»»
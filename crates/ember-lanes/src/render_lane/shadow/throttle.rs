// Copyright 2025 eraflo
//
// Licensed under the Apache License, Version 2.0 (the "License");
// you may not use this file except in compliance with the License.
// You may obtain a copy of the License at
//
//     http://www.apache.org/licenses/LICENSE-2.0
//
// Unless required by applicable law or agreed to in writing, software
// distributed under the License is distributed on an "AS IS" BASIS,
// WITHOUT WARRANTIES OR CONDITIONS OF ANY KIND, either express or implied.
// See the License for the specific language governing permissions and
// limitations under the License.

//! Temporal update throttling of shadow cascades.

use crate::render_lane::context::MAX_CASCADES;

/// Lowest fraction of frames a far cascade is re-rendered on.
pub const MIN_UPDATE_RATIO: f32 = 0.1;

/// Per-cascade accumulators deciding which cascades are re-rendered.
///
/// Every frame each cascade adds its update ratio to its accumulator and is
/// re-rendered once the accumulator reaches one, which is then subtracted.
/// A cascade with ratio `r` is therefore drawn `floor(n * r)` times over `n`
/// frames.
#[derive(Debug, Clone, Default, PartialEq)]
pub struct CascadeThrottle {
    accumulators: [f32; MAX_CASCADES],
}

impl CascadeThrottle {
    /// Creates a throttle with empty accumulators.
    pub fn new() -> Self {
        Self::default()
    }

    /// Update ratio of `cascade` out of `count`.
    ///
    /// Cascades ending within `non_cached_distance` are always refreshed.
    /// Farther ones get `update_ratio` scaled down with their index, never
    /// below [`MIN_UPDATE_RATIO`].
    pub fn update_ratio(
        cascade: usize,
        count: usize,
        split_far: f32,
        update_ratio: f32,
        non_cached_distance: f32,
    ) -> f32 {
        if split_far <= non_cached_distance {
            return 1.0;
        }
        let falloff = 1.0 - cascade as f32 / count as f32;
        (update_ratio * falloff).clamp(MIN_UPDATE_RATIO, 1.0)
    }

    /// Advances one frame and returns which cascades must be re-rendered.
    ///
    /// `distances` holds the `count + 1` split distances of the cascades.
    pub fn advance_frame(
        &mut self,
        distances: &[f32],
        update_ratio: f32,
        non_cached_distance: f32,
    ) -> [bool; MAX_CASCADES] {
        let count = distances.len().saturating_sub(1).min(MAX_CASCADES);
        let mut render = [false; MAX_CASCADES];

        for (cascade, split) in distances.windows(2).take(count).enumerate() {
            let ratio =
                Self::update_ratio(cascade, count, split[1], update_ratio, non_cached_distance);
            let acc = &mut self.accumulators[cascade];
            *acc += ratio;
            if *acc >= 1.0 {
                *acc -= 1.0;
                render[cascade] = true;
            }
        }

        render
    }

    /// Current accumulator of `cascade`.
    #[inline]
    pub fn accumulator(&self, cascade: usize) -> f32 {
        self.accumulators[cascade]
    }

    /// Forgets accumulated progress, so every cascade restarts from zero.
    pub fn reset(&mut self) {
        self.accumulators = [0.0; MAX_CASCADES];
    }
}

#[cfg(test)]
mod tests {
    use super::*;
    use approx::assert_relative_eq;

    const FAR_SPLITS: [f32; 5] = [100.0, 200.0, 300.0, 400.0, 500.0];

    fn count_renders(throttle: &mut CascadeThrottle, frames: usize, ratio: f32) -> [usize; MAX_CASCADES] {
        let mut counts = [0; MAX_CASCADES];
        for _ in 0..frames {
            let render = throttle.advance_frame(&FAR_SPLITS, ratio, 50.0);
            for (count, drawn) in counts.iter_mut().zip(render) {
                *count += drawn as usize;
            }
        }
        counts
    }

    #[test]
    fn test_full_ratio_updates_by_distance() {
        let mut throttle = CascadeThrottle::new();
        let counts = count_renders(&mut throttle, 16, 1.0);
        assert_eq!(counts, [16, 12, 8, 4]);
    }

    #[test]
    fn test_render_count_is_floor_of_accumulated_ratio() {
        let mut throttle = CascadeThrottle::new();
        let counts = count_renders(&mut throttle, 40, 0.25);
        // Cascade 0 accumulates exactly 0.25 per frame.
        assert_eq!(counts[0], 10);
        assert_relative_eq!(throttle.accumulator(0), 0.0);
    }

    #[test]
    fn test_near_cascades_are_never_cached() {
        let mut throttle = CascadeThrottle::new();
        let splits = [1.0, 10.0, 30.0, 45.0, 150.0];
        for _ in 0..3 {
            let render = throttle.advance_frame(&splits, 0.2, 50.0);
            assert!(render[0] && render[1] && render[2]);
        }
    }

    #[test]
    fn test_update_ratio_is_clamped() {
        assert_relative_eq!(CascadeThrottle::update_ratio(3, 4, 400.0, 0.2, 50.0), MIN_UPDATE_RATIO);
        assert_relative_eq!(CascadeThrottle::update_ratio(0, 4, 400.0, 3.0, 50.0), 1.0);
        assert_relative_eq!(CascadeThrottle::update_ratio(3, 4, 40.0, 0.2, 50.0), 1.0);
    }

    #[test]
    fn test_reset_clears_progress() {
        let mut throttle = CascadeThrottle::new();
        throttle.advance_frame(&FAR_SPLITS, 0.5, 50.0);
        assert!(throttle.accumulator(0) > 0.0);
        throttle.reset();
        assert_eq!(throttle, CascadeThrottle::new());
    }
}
««
Where a line of the entries holds the string "under", include it in the count, and give only the final number.

• _Solution_
3